MIL VENT.

So my due date is May 20th, and my husbands brother is throwing a graduation party for himself, of course we are invited. The thing is, I may not make it to the date of the graduation as it will be done at a venue with over 80 people. Dated May 26. (Don’t feel comfortable bringing my nb baby around, sickness/loud noise)

My husband expressed this to his mother, telling her we may not be able to attend, his brother understood and said it was okay as he knows how it would be for a newborn baby.

Yet my MIL told my husband, “oh she can just stay by herself, and you can go! What does she need you to be there for?” My husband firmly said he wasn’t just gonna leave me alone with our newborn baby, even if he isn’t helping much, he wants me to feel supported as I don’t have family around.

I let this statement go, I just laughed it off despite being upset at it and said “yes so he could have fun and enjoy his day and night, and I can stay alone in the house with our baby.”

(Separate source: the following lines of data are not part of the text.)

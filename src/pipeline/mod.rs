//! The ruleset sync pipeline.
//!
//! For an inbound `ruleset` event:
//! 1. Load every definition from the [`RulesetStore`]
//! 2. Keep the ones [`is_managed`] by the event (same ruleset name)
//! 3. Translate each one's IDs into the event organization's ID space
//! 4. Create or update the ruleset in that organization
//!
//! Definitions are handled one at a time. A failing definition is logged and
//! recorded in the [`SyncReport`]; the rest still sync.
//!
//! Every write the bot makes produces another `ruleset` event. When the
//! pipeline knows the app's slug, events sent by the app's own bot account
//! are dropped so a write never triggers a further sync.

mod apply;
mod store;

pub use apply::{ApplyOutcome, apply_ruleset};
pub use store::{RulesetStore, StoreError, load_definition};

use thiserror::Error;
use tokio_util::sync::CancellationToken;
use tracing::{debug, error, info, instrument, warn};

use crate::auth::{AuthError, InstallationBroker};
use crate::directory::{Directory, DirectoryError};
use crate::effects::GitHubInterpreter;
use crate::github::GitHubApiError;
use crate::resolve::EntityResolver;
use crate::rewrite::{ProcessError, rewrite_bypass_actors, rewrite_rules};
use crate::types::{OrgName, RulesetDocument, RulesetId};
use crate::webhooks::RulesetEvent;

/// Errors from syncing definitions.
#[derive(Debug, Error)]
pub enum SyncError {
    #[error(transparent)]
    Store(#[from] StoreError),

    #[error(transparent)]
    Process(#[from] ProcessError),

    #[error("failed to apply ruleset {ruleset} to {org}: {source}")]
    Apply {
        ruleset: String,
        org: OrgName,
        #[source]
        source: DirectoryError,
    },

    #[error(transparent)]
    Auth(#[from] AuthError),

    #[error("sync cancelled")]
    Cancelled,
}

impl SyncError {
    pub fn is_cancelled(&self) -> bool {
        match self {
            SyncError::Cancelled => true,
            SyncError::Process(e) => e.is_cancelled(),
            SyncError::Apply { source, .. } => source.is_cancelled(),
            _ => false,
        }
    }
}

/// Whether `document` is the definition for the event's ruleset.
///
/// Names are compared exactly (case-sensitive).
pub fn is_managed(event: &RulesetEvent, document: &RulesetDocument) -> bool {
    let managed = document.name == event.ruleset.name;
    if managed {
        info!(ruleset = %document.name, "Ruleset is managed");
    } else {
        info!(
            ruleset = %document.name,
            event_ruleset = %event.ruleset.name,
            "Ruleset is not managed by this event"
        );
    }
    managed
}

/// Translates definitions into one target organization.
pub struct RulesetProcessor<'a, T, B> {
    resolver: EntityResolver<'a, T, B>,
}

impl<'a, T, B> RulesetProcessor<'a, T, B>
where
    T: GitHubInterpreter<Error = GitHubApiError> + Sync,
    B: InstallationBroker + Sync,
    B::Client: Sync,
{
    pub fn new(resolver: EntityResolver<'a, T, B>) -> Self {
        RulesetProcessor { resolver }
    }

    /// Rewrites workflow rules, then bypass actors.
    ///
    /// On error the partially rewritten document is dropped.
    pub async fn process(&self, document: RulesetDocument) -> Result<RulesetDocument, ProcessError> {
        let mut document = document;
        rewrite_rules(&self.resolver, &mut document).await?;
        rewrite_bypass_actors(&self.resolver, &mut document).await?;
        Ok(document)
    }
}

/// A definition that was written to the target organization.
#[derive(Debug, Clone, PartialEq, Eq)]
pub struct AppliedRuleset {
    pub name: String,
    pub outcome: ApplyOutcome,
}

/// A definition that could not be synced.
#[derive(Debug)]
pub struct FailedRuleset {
    /// The ruleset name, or the file name if the file could not be decoded.
    pub name: String,
    pub error: SyncError,
}

/// Outcome of syncing one event.
#[derive(Debug, Default)]
pub struct SyncReport {
    pub applied: Vec<AppliedRuleset>,
    /// Names of definitions not managed by the event.
    pub skipped: Vec<String>,
    pub failed: Vec<FailedRuleset>,
}

impl SyncReport {
    /// Whether every managed definition was applied and every file was
    /// readable.
    pub fn is_success(&self) -> bool {
        self.failed.is_empty()
    }

    /// IDs of the rulesets written, in definition order.
    pub fn applied_ids(&self) -> Vec<RulesetId> {
        self.applied.iter().map(|a| a.outcome.id()).collect()
    }
}

/// Syncs definitions from a store using installation clients from a broker.
pub struct Pipeline<B> {
    store: RulesetStore,
    broker: B,
    /// Slug of the GitHub App the bot runs as. Events it sent are ignored.
    app_slug: Option<String>,
}

impl<B> Pipeline<B>
where
    B: InstallationBroker + Sync,
    B::Client: Sync,
{
    /// Creates a pipeline reading definitions from `store` and minting
    /// installation clients from `broker`.
    pub fn new(store: RulesetStore, broker: B) -> Self {
        Pipeline {
            store,
            broker,
            app_slug: None,
        }
    }

    /// Ignores events sent by the app with this slug.
    pub fn with_app_slug(mut self, app_slug: impl Into<String>) -> Self {
        self.app_slug = Some(app_slug.into());
        self
    }

    /// The definition store this pipeline reads.
    pub fn store(&self) -> &RulesetStore {
        &self.store
    }

    /// Syncs every definition managed by `event` into the event's organization.
    ///
    /// Events sent by the app itself yield an empty report.
    ///
    /// The target client is minted from the event's installation when the
    /// delivery names one, and looked up by organization otherwise.
    ///
    /// Returns `Err` only when nothing could be attempted: the definition
    /// directory is unreadable, the target installation is unavailable, or
    /// the sync was cancelled.
    #[instrument(
        skip(self, event, cancel),
        fields(org = %event.organization, ruleset = %event.ruleset.name, action = %event.action)
    )]
    pub async fn sync_event(
        &self,
        event: &RulesetEvent,
        cancel: &CancellationToken,
    ) -> Result<SyncReport, SyncError> {
        if let Some(app_slug) = &self.app_slug
            && event.is_sent_by_app(app_slug)
        {
            debug!(app_slug = %app_slug, "Ignoring ruleset change made by this app");
            return Ok(SyncReport::default());
        }

        if let Some(changes) = event.changes.as_ref().filter(|c| !c.is_empty()) {
            info!(
                name_from = changes.name_from.as_deref().unwrap_or("-"),
                enforcement_from = ?changes.enforcement_from,
                "Ruleset changed"
            );
        }

        let mut report = SyncReport::default();
        let mut managed = Vec::new();

        for candidate in self.store.load_candidates()? {
            match candidate {
                Ok(document) if is_managed(event, &document) => managed.push(document),
                Ok(document) => report.skipped.push(document.name),
                Err(e) => {
                    warn!(file = %e.file().display(), error = %e, "Skipping unreadable definition");
                    report.failed.push(FailedRuleset {
                        name: e.file().display().to_string(),
                        error: e.into(),
                    });
                }
            }
        }

        if managed.is_empty() {
            return Ok(report);
        }

        let target_org = &event.organization;
        let target = match event.installation_id {
            Some(installation_id) => {
                self.broker
                    .installation_client_by_id(target_org, installation_id)
                    .await?
            }
            None => self.broker.installation_client(target_org).await?,
        };
        let resolver = EntityResolver::new(&target, target_org, &self.broker, cancel);
        let processor = RulesetProcessor::new(resolver);
        let directory = Directory::new(&target, cancel);

        for document in managed {
            if cancel.is_cancelled() {
                return Err(SyncError::Cancelled);
            }

            let name = document.name.clone();
            match sync_one(&processor, &directory, target_org, document).await {
                Ok(outcome) => report.applied.push(AppliedRuleset { name, outcome }),
                Err(e) if e.is_cancelled() => return Err(SyncError::Cancelled),
                Err(e) => {
                    error!(ruleset = %name, error = %e, "Failed to sync ruleset");
                    report.failed.push(FailedRuleset { name, error: e });
                }
            }
        }

        info!(
            applied = report.applied.len(),
            skipped = report.skipped.len(),
            failed = report.failed.len(),
            "Sync finished"
        );
        Ok(report)
    }
}

async fn sync_one<T, B>(
    processor: &RulesetProcessor<'_, T, B>,
    directory: &Directory<'_, T>,
    org: &OrgName,
    document: RulesetDocument,
) -> Result<ApplyOutcome, SyncError>
where
    T: GitHubInterpreter<Error = GitHubApiError> + Sync,
    B: InstallationBroker + Sync,
    B::Client: Sync,
{
    let translated = processor.process(document).await?;
    apply_ruleset(directory, org, &translated)
        .await
        .map_err(|source| SyncError::Apply {
            ruleset: translated.name.clone(),
            org: org.clone(),
            source,
        })
}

It blew over. Until just a while ago, my husband told his mother he needs to buy some supplies to bring to the hospital, such as comfortable clothes and socks, and a pillow so that he can stay the nights with me comfortably. She laughed sarcastically and said “you can’t stay with her, and you don’t have to. Just let her stay.” And he once again said, “that’s so horrible to leave her alone, no.” And at this point I got upset and said “yeah okay, he can stay with me and I will not be staying alone.” And she replied “there’s nurses and doctors there, you’ll be fine, my husband didn’t stay when I gave birth and had c-section.”

I just simply said “that sucks for you, but I will not be alone. And I don’t understand why you are so obsessed with me being by myself without support.” And I shrugged it off and walked away.

Is this not upsetting? Am I wrong? Like why is she being this way? Mind you her and I actually have a pretty good relationship and get along quite well.